Jenny and the lieutenant commander trailed Merk, who escorted the warlord inside the mobile dolphin laboratory. He led Korfa out of the dark city night and into the “Magnificent Mistake” abandoned more than half a century ago. Merk took the pirate out of the slums of Hargeisa, out of the poverty and deserts of Somaliland, out of the tense meetings with Yemeni al Qaeda, AQAP, al-Shabaab, and Syrian generals, out of negotiations for hostages, out of ferrying migrants in a dhow, out of the temptation to pirate and hijack foreign ships, out of forming Pratique Occulte with Bahdoon and General Adad, and ushered him into the modern world, into Merk’s domain of big data, cloud analytics, technology, and US Navy dolphins.
When Korfa stepped across the threshold into the NMMP Mobile Vetlab, where teams of scientists, assistants, and personnel worked tirelessly to get the dolphins checked, fed, and out to the harbor to conduct subsea surveys, his eyes opened wide.

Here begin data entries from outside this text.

//! The API client
//!
//! Holds the transport, the optional bearer token and the immutable
//! configuration. Endpoint groups are reached through accessor methods
//! ([`Client::newsletters`], [`Client::tokens`], ...); each typed method
//! pairs a static operation descriptor with concrete parameter values and
//! hands both to the generic send path.

use crate::api::{Account, Auth, Newsletters, Projects, Tokens};
use crate::config::{ClientConfig, RetryOverrides};
use crate::error::Result;
use crate::response::{Envelope, RequestContext};
use crate::{API_VERSION, USER_AGENT};
use serde::de::DeserializeOwned;

/// Result of comparing the client's supported API version against the
/// version the server reports
#[derive(Debug, Clone, Copy, PartialEq, Eq)]
pub enum Compatibility {
    /// Fully compatible; only the patch version may differ
    Compatible,
    /// Compatible, but new features are unavailable (minor version differs)
    Outdated,
    /// Breaking changes (major version differs)
    Incompatible,
}

/// Cloudnode API client
#[derive(Clone)]
pub struct Client {
    transport: reqwest::Client,
    token: Option<String>,
    config: ClientConfig,
}

impl Client {
    /// Create an unauthenticated client with the default configuration
    pub fn new() -> Self {
        Self::with_config(None, ClientConfig::default())
    }

    /// Create a client that authenticates with the given API token
    pub fn with_token(token: impl Into<String>) -> Self {
        Self::with_config(Some(token.into()), ClientConfig::default())
    }

    /// Create a client with an optional token and a custom configuration
    pub fn with_config(token: Option<String>, config: ClientConfig) -> Self {
        let transport = reqwest::Client::builder()
            .user_agent(USER_AGENT)
            .build()
            .expect("Failed to build HTTP client");
        Self {
            transport,
            token,
            config,
        }
    }

    /// The client configuration
    pub fn config(&self) -> &ClientConfig {
        &self.config
    }

    /// The configured API token, if any
    pub fn token(&self) -> Option<&str> {
        self.token.as_deref()
    }

    pub(crate) fn transport(&self) -> &reqwest::Client {
        &self.transport
    }

    // ========================================================================
    // Endpoint groups
    // ========================================================================

    /// Newsletter and subscription operations
    pub fn newsletters(&self) -> Newsletters<'_> {
        Newsletters::new(self)
    }

    /// Token management operations
    pub fn tokens(&self) -> Tokens<'_> {
        Tokens::new(self)
    }

    /// Account registration and login
    pub fn auth(&self) -> Auth<'_> {
        Auth::new(self)
    }

    /// Operations on the authenticated account
    pub fn account(&self) -> Account<'_> {
        Account::new(self)
    }

    /// Project operations
    pub fn projects(&self) -> Projects<'_> {
        Projects::new(self)
    }

    // ========================================================================
    // Generic entry points
    // ========================================================================

    /// Call an operation directly, with optional per-call retry overrides.
    ///
    /// The typed endpoint methods cover every declared operation; this is
    /// the escape hatch for callers that need to adjust retry behavior for
    /// a single call.
    pub async fn call<T: DeserializeOwned>(
        &self,
        ctx: RequestContext,
        overrides: Option<&RetryOverrides>,
    ) -> Result<Envelope<T>> {
        self.send(ctx, overrides).await
    }

    /// Check compatibility with the API server.
    ///
    /// Fetches the API root above the versioned base URL and compares the
    /// reported version against the version this client was built for.
    pub async fn check_compatibility(&self) -> Result<Compatibility> {
        let root = self.config.base_url.join("../")?;
        let info: crate::api::models::VersionInfo =
            self.transport.get(root).send().await?.json().await?;
        Ok(compare_versions(&info.version, API_VERSION))
    }
}

impl Default for Client {
    fn default() -> Self {
        Self::new()
    }
}

impl std::fmt::Debug for Client {
    fn fmt(&self, f: &mut std::fmt::Formatter<'_>) -> std::fmt::Result {
        f.debug_struct("Client")
            .field("config", &self.config)
            .field("has_token", &self.token.is_some())
            .finish_non_exhaustive()
    }
}

/// Compare two versions on their major and minor parts. Missing parts
/// count as `0`.
fn compare_versions(server: &str, client: &str) -> Compatibility {
    fn part(version: &str, index: usize) -> &str {
        version
            .split('.')
            .nth(index)
            .filter(|p| !p.is_empty())
            .unwrap_or("0")
    }

    if part(server, 0) != part(client, 0) {
        Compatibility::Incompatible
    } else if part(server, 1) != part(client, 1) {
        Compatibility::Outdated
    } else {
        Compatibility::Compatible
    }
}

#[cfg(test)]
mod tests {
    use super::*;

    #[test]
    fn test_compare_versions() {
        assert_eq!(
            compare_versions("5.12.0", "5.12.3"),
            Compatibility::Compatible
        );
        assert_eq!(compare_versions("5.13.0", "5.12.0"), Compatibility::Outdated);
        assert_eq!(
            compare_versions("6.0.0", "5.12.0"),
            Compatibility::Incompatible
        );
    }

    #[test]
    fn test_compare_versions_missing_parts() {
        assert_eq!(compare_versions("5", "5.0.0"), Compatibility::Compatible);
        assert_eq!(compare_versions("5", "5.12.0"), Compatibility::Outdated);
        assert_eq!(compare_versions("", "5.12.0"), Compatibility::Incompatible);
    }

    #[test]
    fn test_debug_does_not_leak_token() {
        let client = Client::with_token("token_secret");
        let debug = format!("{client:?}");
        assert!(!debug.contains("token_secret"));
        assert!(debug.contains("has_token: true"));
    }
}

The pirate was amazed at how the US military had transformed the run-down concrete building into a high-tech marine mammal lab.
Merk led Korfa around the lab with a pair of armed navy SEALs shadowing them. He took the warlord over to see the MK-8 minesweeping dolphins, saying, “This is the US Navy’s latest technology, its latest weapon in its arsenal, spinner dolphins.… A trained dolphin like this one is what I used in Berbera and Zeila to recon the hijack ships.”